Reports also said that it replaced a segment from the Declaration of Independence with a Hebrew prayer.

Education Minister Naftali Bennett has maintained that the criticisms did not reflect the book accurately, and described the reportage as “substandard journalism.”

Last month, Channel 2 quoted from an 11-page letter written by Prof. Tamar Hermann, a political science expert who worked on the book, describing the work as “educational negligence.”

Education Minister Naftali Bennett walks his little girl Avigail to first grade, her first day of school and his first opening of a school year as the education minister, on Tuesday, September 1, 2015. (Sasson Tiram)
Education Minister Naftali Bennett walks his daughter Avigail to her first day of school and his first opening of a school year as education minister, September 1, 2015. (Sasson Tiram)

Among other criticisms, Hermann wrote that the book rejects the narrative that Rabin’s murder resulted in part from right-wing incitement and suggests that most of the recent terror attacks in the current wave of violence were caused by Arab citizens of Israel.

“It is a false historical account that serves the government,” she wrote.

Also in January, Haaretz published a seven-page letter by copy editor Yehuda Yaari, who quoted large swaths of the book he had recommended to be changed. The passages in Yaari’s letter backed up Hermann’s claims.

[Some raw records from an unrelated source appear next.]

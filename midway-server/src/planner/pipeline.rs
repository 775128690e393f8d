//! The meeting-point search pipeline.
//!
//! Phases run strictly in sequence: geocode both addresses, fetch the
//! main route between them, collect candidates, time each candidate, rank.
//! Only the timing phase issues queries concurrently.

use tracing::{Instrument, debug, info, info_span};

use crate::domain::{Location, Route};
use crate::provider::{MapProvider, ProviderError, with_timeout};

use super::collect::collect;
use super::config::{ConfigError, PipelineConfig};
use super::score::{ScoredCandidate, rank};
use super::timing::annotate;

/// Errors that end a search.
///
/// Every variant renders as a message a user can read.
#[derive(Debug, Clone, PartialEq, thiserror::Error)]
pub enum PipelineError {
    /// One of the addresses could not be resolved
    #[error("could not locate {address:?}: {source}")]
    GeocodeFailed {
        address: String,
        source: ProviderError,
    },

    /// No transit route connects the two addresses
    #[error("no transit route between the two addresses: {0}")]
    NoRouteFound(ProviderError),

    /// No station survived discovery and timing
    #[error("no suitable subway stations found between the two addresses")]
    NoCandidatesFound,

    /// The search was configured with out-of-range values
    #[error("invalid configuration: {0}")]
    InvalidConfig(#[from] ConfigError),
}

/// Result of a successful search.
#[derive(Debug, Clone)]
pub struct MeetingPlan {
    pub start_location: Location,
    pub end_location: Location,

    /// Direct transit route between the two travellers.
    pub main_route: Route,

    /// Best stations, best first.
    pub recommendations: Vec<ScoredCandidate>,

    /// Candidates considered after deduplication and pruning.
    pub total_candidates: usize,
}

/// Meeting-point planner bound to a map provider.
pub struct Planner<'a, P: MapProvider> {
    provider: &'a P,
    config: &'a PipelineConfig,
}

impl<'a, P: MapProvider> Planner<'a, P> {
    /// Create a new planner.
    pub fn new(provider: &'a P, config: &'a PipelineConfig) -> Self {
        Self { provider, config }
    }

    /// Find the fairest subway stations for two travellers.
    pub async fn plan(
        &self,
        start_address: &str,
        end_address: &str,
    ) -> Result<MeetingPlan, PipelineError> {
        let span = info_span!("find_middle_stations", start = %start_address, end = %end_address);
        self.run(start_address, end_address).instrument(span).await
    }

    async fn run(
        &self,
        start_address: &str,
        end_address: &str,
    ) -> Result<MeetingPlan, PipelineError> {
        self.config.validate()?;

        let start_location = self.geocode(start_address).await?;
        let end_location = self.geocode(end_address).await?;
        debug!(start = %start_location, end = %end_location, "addresses resolved");

        let main_route = with_timeout(
            "route query",
            self.config.route_timeout,
            self.provider.transit_route(&start_location, &end_location),
        )
        .await
        .map_err(PipelineError::NoRouteFound)?;
        info!(
            duration_s = main_route.duration,
            stops = main_route.subway_stops.len(),
            "main route found"
        );

        let candidates = collect(
            self.provider,
            &start_location,
            &end_location,
            &main_route,
            self.config,
        )
        .await?;
        let total_candidates = candidates.len();

        let timed = annotate(
            self.provider,
            &start_location,
            &end_location,
            &candidates,
            self.config,
        )
        .await;
        if timed.is_empty() {
            return Err(PipelineError::NoCandidatesFound);
        }

        let recommendations = rank(timed, self.config.balance_weight, self.config.max_results);
        info!(
            total_candidates,
            recommendations = recommendations.len(),
            "search complete"
        );

        Ok(MeetingPlan {
            start_location,
            end_location,
            main_route,
            recommendations,
            total_candidates,
        })
    }

    async fn geocode(&self, address: &str) -> Result<Location, PipelineError> {
        let address = address.trim();
        if address.is_empty() {
            return Err(PipelineError::GeocodeFailed {
                address: String::new(),
                source: ProviderError::AddressNotFound("empty address".to_string()),
            });
        }

        with_timeout(
            "geocode",
            self.config.geocode_timeout,
            self.provider.geocode(address),
        )
        .await
        .map_err(|source| PipelineError::GeocodeFailed {
            address: address.to_string(),
            source,
        })
    }
}

/// Find the fairest subway stations between two addresses.
///
/// Convenience wrapper around [`Planner::plan`].
pub async fn find_middle_stations<P: MapProvider>(
    provider: &P,
    start_address: &str,
    end_address: &str,
    config: &PipelineConfig,
) -> Result<MeetingPlan, PipelineError> {
    Planner::new(provider, config)
        .plan(start_address, end_address)
        .await
}

#[cfg(test)]
#[path = "pipeline_tests.rs"]
mod tests;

“It is scandalous. It is morally and factually wrong,” Yaari said.

The Education Ministry defended the textbook, saying the quotes cited by the media were not reliable. In December, the ministry promised that the content of the textbook would be made available to the public for review before the distribution of the book in the schools.

A number of left-wing lawmakers have vocally objected to the book’s publication and argued that under the guidance of Bennett — of the right-wing Jewish Home party — the national curriculum increasingly presents a religiously skewed view of Israeli civic life and an inaccurate narrative of the county’s history.